Notre-Dame de Laon à découvrir en Picarcie

Il a fallu moins de cinquante ans (1155 à 1235) pour construire la cathédrale de Laon sous les ordres de Mgr Gautier de Mortagne. L’église se dresse sur la butte surplombant Laon, où se trouvait autrefois un bâtiment endommagé lors du soulèvement de Laon en 1112.

Notre-Dame de Laon

Notre Dame de Laon, construite à la même époque que son homologue parisienne, présente un style dans lequel convergent différents courants d’influence anglo-normande, comme on peut le voir dans le requin ou dans les cinq tours avec une verticalité parfaite.  En principe, il était prévu qu’il y aurait sept tours (l’une d’entre elles avec un clocher détruit pendant la Révolution), bien que l’absence de deux d’entre elles, comme prévu initialement, ne modifie pas cette œuvre d’art du gothique primitif dont la façade est la première dont la façade est enregistrée comme entièrement gothique, cette église est à découvrir lors d’un voyage en Picardie.

Bien que l’ensemble du bâtiment soit digne d’intérêt, certaines structures architecturales particulières peuvent être mises en valeur, comme les portails des trois grands portiques de la façade, la nef ou la rosace. Chacun des trois portails ornés de sculptures et de voussoirs illustre une scène de la Bible : celui de droite représente le Jugement Dernier, celui du centre, la Glorification de Marie, et celui de gauche, la Nativité.
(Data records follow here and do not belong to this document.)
//! End-to-end flow: YAML config → solve → session → trace.

use pendular::prelude::*;

const DAMPED_YAML: &str = "\
mode: damped
pendulum:
  rod_mass: 1.0
  sphere_mass: 0.5
  rod_length: 1.0
  sphere_radius: 0.1
initial:
  theta0: 0.3
  theta_dot0: 0.0
damping:
  coefficient: 0.5
";

#[test]
fn yaml_to_session_flow() {
    let config = SimulationConfig::from_yaml(DAMPED_YAML).unwrap();
    let solution = config.solve().unwrap();

    let mut session = solution.into_session();
    for step in 0..600 {
        let sample = session.sample(f64::from(step) * 0.016);
        assert!(sample.theta.is_finite());
        assert!(sample.theta_dot.is_finite());
    }
    // Trace is bounded to its capacity; oldest samples were evicted.
    assert_eq!(session.trace().len(), 500);
    let first_kept = session.trace().iter().next().unwrap().time;
    assert!((first_kept - 100.0 * 0.016).abs() < 1e-12);
}

#[test]
fn restart_replaces_active_solution() {
    let damped = SimulationConfig::from_yaml(DAMPED_YAML).unwrap();
    let mut session = damped.solve().unwrap().into_session();
    session.sample(0.1);

    let forced = SimulationConfig::builder()
        .damping(0.5)
        .forcing(1.0, 2.0)
        .build();
    let replacement = forced.solve().unwrap();
    session.restart(*replacement.trajectory());

    assert!(session.trace().is_empty());
    assert!(matches!(
        session.solution(),
        TrajectorySolution::Forced { .. }
    ));
}

#[test]
fn refusal_surfaces_no_solution() {
    // Exact undamped resonance must refuse rather than return a garbage
    // trajectory.
    let params = PendulumParameters::default();
    let omega0 = pendular::model::natural_frequency(&params).unwrap();
    let config = SimulationConfig::builder()
        .pendulum(params)
        .forcing(1.0, omega0)
        .build();
    let err = config.solve().unwrap_err();
    assert!(err.is_refusal());
}

#[test]
fn config_load_missing_file_is_io_error() {
    let err = SimulationConfig::load("/nonexistent/run.yaml").unwrap_err();
    assert!(matches!(err, PendulumError::Io(_)));
    assert!(!err.is_refusal());
}

#[test]
fn reports_expose_displayed_quantities() {
    let config = SimulationConfig::from_yaml(DAMPED_YAML).unwrap();
    let Solution::Damped(solution) = config.solve().unwrap() else {
        panic!("expected damped solution");
    };

    // The quantities a front end displays after a damped run.
    assert!(solution.omega0 > 0.0);
    assert!(solution.gamma > 0.0);
    assert!(solution.inertia > 0.0);
    assert_eq!(solution.regime, MotionRegime::Underdamped);
    assert!(solution.amplitude().is_some());
    assert!(solution.phase().is_some());
}
//! Error types for pendular.
//!
//! The engine refuses to produce a trajectory when its inputs are invalid;
//! it never returns a partial or garbage solution. All fallible operations
//! return `Result<T, PendulumError>` instead of panicking.

use thiserror::Error;

/// Result type alias for pendular operations.
pub type PendulumResult<T> = Result<T, PendulumError>;

/// Unified error type for all pendular operations.
#[derive(Debug, Error)]
pub enum PendulumError {
    // ===== Refusals (no trajectory produced) =====
    /// Physically invalid parameter (non-positive mass/length where
    /// required, zero moment of inertia, zero natural frequency).
    #[error("invalid parameter: {message}")]
    InvalidParameter {
        /// Description of the offending parameter.
        message: String,
    },

    /// A formula was asked to leave its real domain (negative value under
    /// a square root, division by zero at exact undamped resonance).
    #[error("numeric domain error: {message}")]
    NumericDomain {
        /// Description of the domain violation.
        message: String,
    },

    // ===== Configuration Errors =====
    /// YAML parsing error.
    #[error("YAML parsing error: {0}")]
    YamlParse(#[from] serde_yaml::Error),

    /// Validation error.
    #[error("validation error: {0}")]
    Validation(#[from] validator::ValidationErrors),

    // ===== I/O Errors =====
    /// File I/O error.
    #[error("I/O error: {0}")]
    Io(#[from] std::io::Error),
}

impl PendulumError {
    /// Create an invalid-parameter error with a message.
    #[must_use]
    pub fn invalid_parameter(message: impl Into<String>) -> Self {
        Self::InvalidParameter {
            message: message.into(),
        }
    }

    /// Create a numeric-domain error with a message.
    #[must_use]
    pub fn numeric_domain(message: impl Into<String>) -> Self {
        Self::NumericDomain {
            message: message.into(),
        }
    }

    /// Check if this error is a refusal to solve (as opposed to a
    /// configuration or I/O failure).
    #[must_use]
    pub const fn is_refusal(&self) -> bool {
        matches!(
            self,
            Self::InvalidParameter { .. } | Self::NumericDomain { .. }
        )
    }
}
À l’intérieur, vous pouvez découvrir l’ampleur de la nef avec une hauteur de quatre étages, dont les grands arcs, soutenus par d’épais piliers de style romain qui s’ouvrent sur de larges collatéraux, la tribune, le triforium et les hautes fenêtres correspondent au style de l’art gothique primitif. Ce navire est composé de dix traverses, divisées en quatre parties comme à Noyon, qui mènent au transept, qui relie le chœur et le navire par une élévation de quatre étages.

La rosace nord est l’une des premières de l’art gothique et a été conçue par des ouvertures dans le mur. Le motif central est la Sagesse entourée de 8 vitraux représentant les 7 arts libéraux et la médecine, arts qui ont été enseignés à l’école épiscopale de Laon au Moyen Âge. Les vitraux de la rosace occidentale illustrent une scène du Jugement dernier, tandis que ceux de l’autel sont divisés en trois fenêtres. Au centre est représentée la Passion du Christ, à droite, la Vie de la Vierge et l’Enfance du Christ et à gauche les Histoires de Saint Etienne et Théophile.  Ces trois vitraux sont accompagnés d’une rosette représentant la Vierge et l’enfant entre Saint Jean-Baptiste et Isaïe au centre, les 12 apôtres dans le premier cercle et 24 anciens de l’Apocalypse dans le dernier cercle.

Outre le travail impressionnant de toutes ces surfaces, il faut noter que 80% de ces cristaux et leurs motifs sont les originaux (de 1120 à 1190) et sont caractéristiques du style 1200.
Sous ces vitraux, on peut voir les stalles du chœur, l’un des rares exemples de ce genre en France.  Mais ce qui est le plus impressionnant en entrant dans cette cathédrale, ce sont ses dimensions : 110 mètres de long (le transept mesure 45), 31 mètres de large et 24 mètres de haut sous les voûtes. Le sens de l’énormité est tel que la croisière donne l’impression d’être une seconde église au sein de la première, comme s’il s’agissait d’une poupée russe.